(THE DATA begins)

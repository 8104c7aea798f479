//! GraphQL [`Mutation`]s definitions.

use common::{DateTime, Money};
use juniper::graphql_object;
use service::{command, domain, Command as _};

use crate::{api, define_error, AsError, Context, Error, Session};

/// Root of all GraphQL mutations.
#[derive(Clone, Copy, Debug)]
pub struct Mutation;

impl Mutation {
    /// Name of the [`tracing::Span`] for the mutations.
    const SPAN_NAME: &'static str = "GraphQL mutation";

    /// Creates a new [`Session`] for the [`domain::User`] with the provided
    /// ID and makes it current.
    async fn start_session(
        user_id: domain::user::Id,
        ctx: &Context,
    ) -> Result<api::user::session::CreateResult, Error> {
        let output = ctx
            .service()
            .execute(command::CreateUserSession::ByUserId(user_id))
            .await
            .map_err(AsError::into_error)
            .map_err(ctx.error())?;

        ctx.set_current_session(Session {
            user_id: output.user.id.into(),
            role: output.user.role(),
            token: output.token.clone(),
            expires_at: output.expires_at.coerce(),
        })
        .await;

        Ok(output.into())
    }

    /// Returns the current [`Session`] if it belongs to a landlord.
    async fn landlord_session(ctx: &Context) -> Result<Session, Error> {
        let session = ctx.current_session().await?;
        if session.role == domain::user::Role::Landlord {
            Ok(session)
        } else {
            Err(api::PrivilegeError::Landlord.into()).map_err(ctx.error())
        }
    }
}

(THE DATA ends)

#### AIM OF THE TASK
Which of the lines above mention the word "async"? Pull those lines out.

#### ANSWER FOR THIS EXERCISE
    async fn start_session(
    async fn landlord_session(ctx: &Context) -> Result<Session, Error> {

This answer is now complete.